━━ Data for this exercise
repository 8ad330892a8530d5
use chrono::{NaiveDate, NaiveTime, Timelike};
use serde::de::{self, Visitor};
use serde::{Deserialize, Deserializer, Serialize, Serializer};
use std::fmt;

pub const SETTINGS_SCHEMA: u8 = 1;
pub const DEFAULT_CYCLE_LENGTH: u32 = 28;
pub const DEFAULT_PERIOD_LENGTH: u32 = 5;
pub const DEFAULT_PLAN_ID: &str = "hormonal-harmony";
pub const DEFAULT_FASTING_WINDOW_START: &str = "20:00";
pub const DEFAULT_FASTING_WINDOW_END: &str = "12:00";

const HOURS_PER_DAY: u32 = 24;
const MINUTES_PER_DAY: u32 = 24 * 60;
const OPEN_END_TOKEN: &str = "END";

#[derive(Debug, Clone, PartialEq, Eq, Hash, Serialize, Deserialize)]
#[serde(from = "String", into = "String")]
pub enum FastingTypeId {
    Standard,
    LimitHours,
    NoFasting,
    Custom(String),
}

impl FastingTypeId {
    pub fn as_str(&self) -> &str {
        match self {
            Self::Standard => "STANDARD",
            Self::LimitHours => "LIMIT_HOURS",
            Self::NoFasting => "NO_FASTING",
            Self::Custom(id) => id,
        }
    }

    pub fn is_builtin(&self) -> bool {
        !matches!(self, Self::Custom(_))
    }
}

impl From<String> for FastingTypeId {
    fn from(value: String) -> Self {
        match value.as_str() {
            "STANDARD" => Self::Standard,
            "LIMIT_HOURS" => Self::LimitHours,
            "NO_FASTING" => Self::NoFasting,
            _ => Self::Custom(value),
        }
    }
}

impl From<FastingTypeId> for String {
    fn from(value: FastingTypeId) -> Self {
        value.as_str().to_string()
    }
}

impl fmt::Display for FastingTypeId {
    fn fmt(&self, formatter: &mut fmt::Formatter<'_>) -> fmt::Result {
        formatter.write_str(self.as_str())
    }
}

/// A fasting interval anchored to day offsets inside a fasting type's window.
/// Day offset 0 is the first day of the window.
#[derive(Debug, Clone, Serialize, Deserialize, PartialEq, Eq)]
pub struct FastingSlot {
    pub start_day_offset: u32,
    pub start_time: String,
    pub end_day_offset: u32,
    pub end_time: String,
}

impl FastingSlot {
    pub fn validate(&self) -> Result<(), String> {
        validate_hhmm(&self.start_time, "slot.start_time")?;
        validate_hhmm(&self.end_time, "slot.end_time")?;
        if self.end_minute_of_window() <= self.start_minute_of_window() {
            return Err("slot end must be after slot start".to_string());
        }
        Ok(())
    }

    pub fn start_minute_of_window(&self) -> u32 {
        minute_of_window(self.start_day_offset, &self.start_time)
    }

    pub fn end_minute_of_window(&self) -> u32 {
        minute_of_window(self.end_day_offset, &self.end_time)
    }
}
pub mod file_on_database;
pub mod file_on_file_system;
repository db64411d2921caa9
mod common;
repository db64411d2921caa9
pub mod file;
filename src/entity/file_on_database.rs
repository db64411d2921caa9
use sea_orm::entity::prelude::*;
use serde::{Deserialize, Serialize};

#[sea_orm::model]
#[derive(Clone, Debug, PartialEq, Eq, DeriveEntityModel, Serialize, Deserialize)]
#[sea_orm(table_name = "file_on_database")]
pub struct Model {
    #[sea_orm(primary_key)]
    pub id: i32,

    /// Filename without its extension.
    pub name: String,
    /// Extension including the leading dot, empty if the filename had none.
    pub extension: String,
    pub content_type: String,
    pub description: String,

    /// Full file content, stored inline.
    pub data: Vec<u8>,

    pub created_on: DateTimeUtc,
}

impl ActiveModelBehavior for ActiveModel {}
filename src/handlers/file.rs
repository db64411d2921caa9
use axum::body::{Body, Bytes};
use axum::extract::{DefaultBodyLimit, Multipart, Path, Query, State};
use axum::http::{StatusCode, header};
use axum::response::{Json, Redirect, Response};
use chrono::Utc;
use sea_orm::{ActiveModelTrait, EntityTrait, QueryOrder, Set};
use serde::Deserialize;
use tracing::instrument;

use crate::entity::{file_on_database, file_on_file_system};
use crate::error::{AppError, ErrorBody};
use crate::models::file::{DatabaseFileResponse, FileListingResponse, FileSystemFileResponse};
use crate::state::AppState;
use crate::utils::filename::{split_name_extension, validate_flat_filename};

/// Absolute path of the listing endpoint, the redirect target for every
/// mutating operation.
const LISTING_ROUTE: &str = "/api/v1/files";

pub fn upload_body_limit() -> DefaultBodyLimit {
    DefaultBodyLimit::max(128 * 1024 * 1024) // 128 MB
}

/// Query parameters accepted by the listing endpoint.
#[derive(Deserialize, utoipa::IntoParams)]
pub struct ListingQuery {
    /// One-shot status message set by the preceding action's redirect.
    pub message: Option<String>,
}

#[utoipa::path(
    get,
    path = "/",
    tag = "Files",
    operation_id = "listFiles",
    summary = "List all uploaded files",
    description = "Returns every filesystem-backed and database-backed file record, \
        together with the one-shot status message carried in the `message` query \
        parameter by the preceding action's redirect.",
    params(ListingQuery),
    responses(
        (status = 200, description = "Combined file listing", body = FileListingResponse),
    ),
)]
#[instrument(skip(state, query))]
pub async fn list_files(
    State(state): State<AppState>,
    Query(query): Query<ListingQuery>,
) -> Result<Json<FileListingResponse>, AppError> {
    let files_on_file_system = file_on_file_system::Entity::find()
        .order_by_asc(file_on_file_system::Column::Id)
        .all(&state.db)
        .await?
        .into_iter()
        .map(FileSystemFileResponse::from)
        .collect();

    let files_on_database = file_on_database::Entity::find()
        .order_by_asc(file_on_database::Column::Id)
        .all(&state.db)
        .await?
        .into_iter()
        .map(DatabaseFileResponse::from)
        .collect();

    Ok(Json(FileListingResponse {
        files_on_file_system,
        files_on_database,
        message: query.message,
    }))
}

#[utoipa::path(
    post,
    path = "/",
    tag = "Files",
    operation_id = "uploadToFileSystem",
    summary = "Upload files to the filesystem target",
    description = "Accepts one or more `files` multipart fields plus a shared \
        `description` field. Each file is written into the blob directory under its \
        original filename and a metadata record is inserted. A file whose name already \
        exists on disk is skipped entirely: same-named uploads are a no-op. Items are \
        persisted independently, so a failure partway leaves earlier items in place.",
    request_body(content_type = "multipart/form-data", description = "`files` fields plus `description`"),
    responses(
        (status = 303, description = "Redirect to the listing with a confirmation message"),
        (status = 400, description = "Malformed multipart body or unusable filename (VALIDATION_ERROR)", body = ErrorBody),
    ),
)]
#[instrument(skip(state, multipart))]
pub async fn upload_to_file_system(
    State(state): State<AppState>,
    multipart: Multipart,
) -> Result<Redirect, AppError> {
    let form = read_upload_form(multipart).await?;

    tokio::fs::create_dir_all(&state.config.storage.files_dir).await?;
    // Records store absolute artifact paths; the record is the only index
    // back into the blob directory.
    let base_path = tokio::fs::canonicalize(&state.config.storage.files_dir).await?;

    for file in form.files {
        let filename = validate_flat_filename(&file.filename)
            .map_err(|e| AppError::Validation(e.message().into()))?
            .to_string();
        let file_path = base_path.join(&filename);

        // The filename is the on-disk identity: re-uploading a same-named
        // file skips both the disk write and the record insert.
        if tokio::fs::try_exists(&file_path).await? {
            tracing::debug!(filename = %filename, "artifact already on disk, skipping");
            continue;
        }

        tokio::fs::write(&file_path, &file.data).await?;

        let (name, extension) = split_name_extension(&filename);
        let record = file_on_file_system::ActiveModel {
            name: Set(name.to_string()),
            extension: Set(extension.to_string()),
            content_type: Set(file.content_type),
            description: Set(form.description.clone()),
            file_path: Set(file_path.to_string_lossy().into_owned()),
            created_on: Set(Utc::now()),
            ..Default::default()
        };
        record.insert(&state.db).await?;
    }

    Ok(redirect_with_message(
        "File successfully uploaded to file system.",
    ))
}

#[utoipa::path(
    post,
    path = "/",
    tag = "Files",
    operation_id = "uploadToDatabase",
    summary = "Upload files to the database target",
    description = "Accepts the same multipart shape as the filesystem upload but stores \
        each file's bytes inline in the database. No collision check: identical \
        filenames always create new records.",
    request_body(content_type = "multipart/form-data", description = "`files` fields plus `description`"),
    responses(
        (status = 303, description = "Redirect to the listing with a confirmation message"),
        (status = 400, description = "Malformed multipart body (VALIDATION_ERROR)", body = ErrorBody),
    ),
)]
#[instrument(skip(state, multipart))]
pub async fn upload_to_database(
    State(state): State<AppState>,
    multipart: Multipart,
) -> Result<Redirect, AppError> {
    let form = read_upload_form(multipart).await?;

    for file in form.files {
        let (name, extension) = split_name_extension(&file.filename);
        let record = file_on_database::ActiveModel {
            name: Set(name.to_string()),
            extension: Set(extension.to_string()),
            content_type: Set(file.content_type),
            description: Set(form.description.clone()),
            data: Set(file.data.to_vec()),
            created_on: Set(Utc::now()),
            ..Default::default()
        };
        record.insert(&state.db).await?;
    }

    Ok(redirect_with_message(
        "File successfully uploaded to database.",
    ))
}

#[utoipa::path(
    get,
    path = "/{id}",
    tag = "Files",
    operation_id = "downloadFromFileSystem",
    summary = "Download a filesystem-backed file",
    description = "Reads the on-disk artifact behind the record into memory and returns \
        it with the stored content type and original filename.",
    params(("id" = i32, Path, description = "File record ID")),
    responses(
        (status = 200, description = "File content"),
        (status = 404, description = "No record with this ID (NOT_FOUND)", body = ErrorBody),
    ),
)]
#[instrument(skip(state), fields(id))]
pub async fn download_from_file_system(
    State(state): State<AppState>,
    Path(id): Path<i32>,
) -> Result<Response, AppError> {
    let record = file_on_file_system::Entity::find_by_id(id)
        .one(&state.db)
        .await?
        .ok_or_else(|| AppError::NotFound("File not found".into()))?;

    let data = tokio::fs::read(&record.file_path).await?;

    file_response(
        &record.content_type,
        &format!("{}{}", record.name, record.extension),
        data,
    )
}

#[utoipa::path(
    get,
    path = "/{id}",
    tag = "Files",
    operation_id = "downloadFromDatabase",
    summary = "Download a database-backed file",
    description = "Returns the stored bytes with the stored content type and original filename.",
    params(("id" = i32, Path, description = "File record ID")),
    responses(
        (status = 200, description = "File content"),
        (status = 404, description = "No record with this ID (NOT_FOUND)", body = ErrorBody),
    ),
)]
#[instrument(skip(state), fields(id))]
pub async fn download_from_database(
    State(state): State<AppState>,
    Path(id): Path<i32>,
) -> Result<Response, AppError> {
    let record = file_on_database::Entity::find_by_id(id)
        .one(&state.db)
        .await?
        .ok_or_else(|| AppError::NotFound("File not found".into()))?;

    file_response(
        &record.content_type,
        &format!("{}{}", record.name, record.extension),
        record.data,
    )
}

#[utoipa::path(
    delete,
    path = "/{id}",
    tag = "Files",
    operation_id = "deleteFromFileSystem",
    summary = "Delete a filesystem-backed file",
    description = "Removes the on-disk artifact (if it still exists) and the record, \
        then redirects to the listing with a confirmation message.",
    params(("id" = i32, Path, description = "File record ID")),
    responses(
        (status = 303, description = "Redirect to the listing with a confirmation message"),
        (status = 404, description = "No record with this ID (NOT_FOUND)", body = ErrorBody),
    ),
)]
#[instrument(skip(state), fields(id))]
pub async fn delete_from_file_system(
    State(state): State<AppState>,
    Path(id): Path<i32>,
) -> Result<Redirect, AppError> {
    let record = file_on_file_system::Entity::find_by_id(id)
        .one(&state.db)
        .await?
        .ok_or_else(|| AppError::NotFound("File not found".into()))?;

    // The artifact may already be gone out-of-band; that is not an error.
    if tokio::fs::try_exists(&record.file_path).await? {
        tokio::fs::remove_file(&record.file_path).await?;
    }

    file_on_file_system::Entity::delete_by_id(id)
        .exec(&state.db)
        .await?;

    Ok(redirect_with_message(&format!(
        "Removed {}{} successfully from file system.",
        record.name, record.extension
    )))
}

#[utoipa::path(
    delete,
    path = "/{id}",
    tag = "Files",
    operation_id = "deleteFromDatabase",
    summary = "Delete a database-backed file",
    description = "Removes the record, then redirects to the listing with a \
        confirmation message.",
    params(("id" = i32, Path, description = "File record ID")),
    responses(
        (status = 303, description = "Redirect to the listing with a confirmation message"),
        (status = 404, description = "No record with this ID (NOT_FOUND)", body = ErrorBody),
    ),
)]
#[instrument(skip(state), fields(id))]
pub async fn delete_from_database(
    State(state): State<AppState>,
    Path(id): Path<i32>,
) -> Result<Redirect, AppError> {
    let record = file_on_database::Entity::find_by_id(id)
        .one(&state.db)
        .await?
        .ok_or_else(|| AppError::NotFound("File not found".into()))?;

    file_on_database::Entity::delete_by_id(id)
        .exec(&state.db)
        .await?;

    Ok(redirect_with_message(&format!(
        "Removed {}{} successfully from database.",
        record.name, record.extension
    )))
}

/// A single file extracted from the upload form.
struct UploadedFile {
    filename: String,
    content_type: String,
    data: Bytes,
}

/// The fully drained upload form. The `description` field may arrive after
/// the file parts, so the whole form is read before anything is persisted.
struct UploadForm {
    files: Vec<UploadedFile>,
    description: String,
}

async fn read_upload_form(mut multipart: Multipart) -> Result<UploadForm, AppError> {
    let mut files = Vec::new();
    let mut description = String::new();

    while let Some(field) = multipart
        .next_field()
        .await
        .map_err(|e| AppError::Validation(format!("Multipart error: {e}")))?
    {
        match field.name() {
            Some("files") => {
                let filename = field
                    .file_name()
                    .ok_or_else(|| {
                        AppError::Validation("File field must have a filename".into())
                    })?
                    .to_string();
                let declared = field.content_type().map(|m| m.to_string());
                let data = field
                    .bytes()
                    .await
                    .map_err(|e| AppError::Validation(format!("Failed to read file: {e}")))?;
                let content_type = declared.unwrap_or_else(|| {
                    mime_guess::from_path(&filename)
                        .first_or_octet_stream()
                        .to_string()
                });
                files.push(UploadedFile {
                    filename,
                    content_type,
                    data,
                });
            }
            Some("description") => {
                description = field.text().await.map_err(|e| {
                    AppError::Validation(format!("Failed to read description: {e}"))
                })?;
            }
            _ => {} // Ignore unknown fields.
        }
    }

    Ok(UploadForm { files, description })
}

/// 303 redirect to the listing, carrying the one-shot status message as a
/// query parameter. The message lives only in this redirect URL.
fn redirect_with_message(message: &str) -> Redirect {
    Redirect::to(&format!(
        "{LISTING_ROUTE}?message={}",
        urlencoding::encode(message)
    ))
}

/// Build a file download response from an in-memory buffer.
fn file_response(content_type: &str, filename: &str, data: Vec<u8>) -> Result<Response, AppError> {
    Response::builder()
        .status(StatusCode::OK)
        .header(header::CONTENT_TYPE, content_type)
        .header(header::CONTENT_LENGTH, data.len().to_string())
        .header(
            header::CONTENT_DISPOSITION,
            content_disposition_value(filename),
        )
        .body(Body::from(data))
        .map_err(|e| AppError::Internal(format!("Failed to build response: {e}")))
}

/// Build a safe `Content-Disposition` header value.
fn content_disposition_value(filename: &str) -> String {
    let ascii_safe: String = filename
        .chars()
        .filter(|c| c.is_ascii_graphic() && !matches!(c, '"' | ';' | '\\'))
        .collect();
    let ascii_name = if ascii_safe.is_empty() {
        "download".to_string()
    } else {
        ascii_safe
    };

    // RFC 5987 percent-encoding for filename*.
    let encoded: String = filename
        .bytes()
        .map(|b| match b {
            b'A'..=b'Z'
            | b'a'..=b'z'
            | b'0'..=b'9'
            | b'!'
            | b'#'
            | b'$'
            | b'&'
            | b'+'
            | b'-'
            | b'.'
            | b'^'
            | b'_'
            | b'`'
            | b'|'
            | b'~' => String::from(b as char),
            _ => format!("%{b:02X}"),
        })
        .collect();

    format!("attachment; filename=\"{ascii_name}\"; filename*=UTF-8''{encoded}")
}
━━━━
* [Work instruction] Please copy out each line of the listing above that contains the string "UploadForm".

* [The completed task]
struct UploadForm {
async fn read_upload_form(mut multipart: Multipart) -> Result<UploadForm, AppError> {
    Ok(UploadForm { files, description })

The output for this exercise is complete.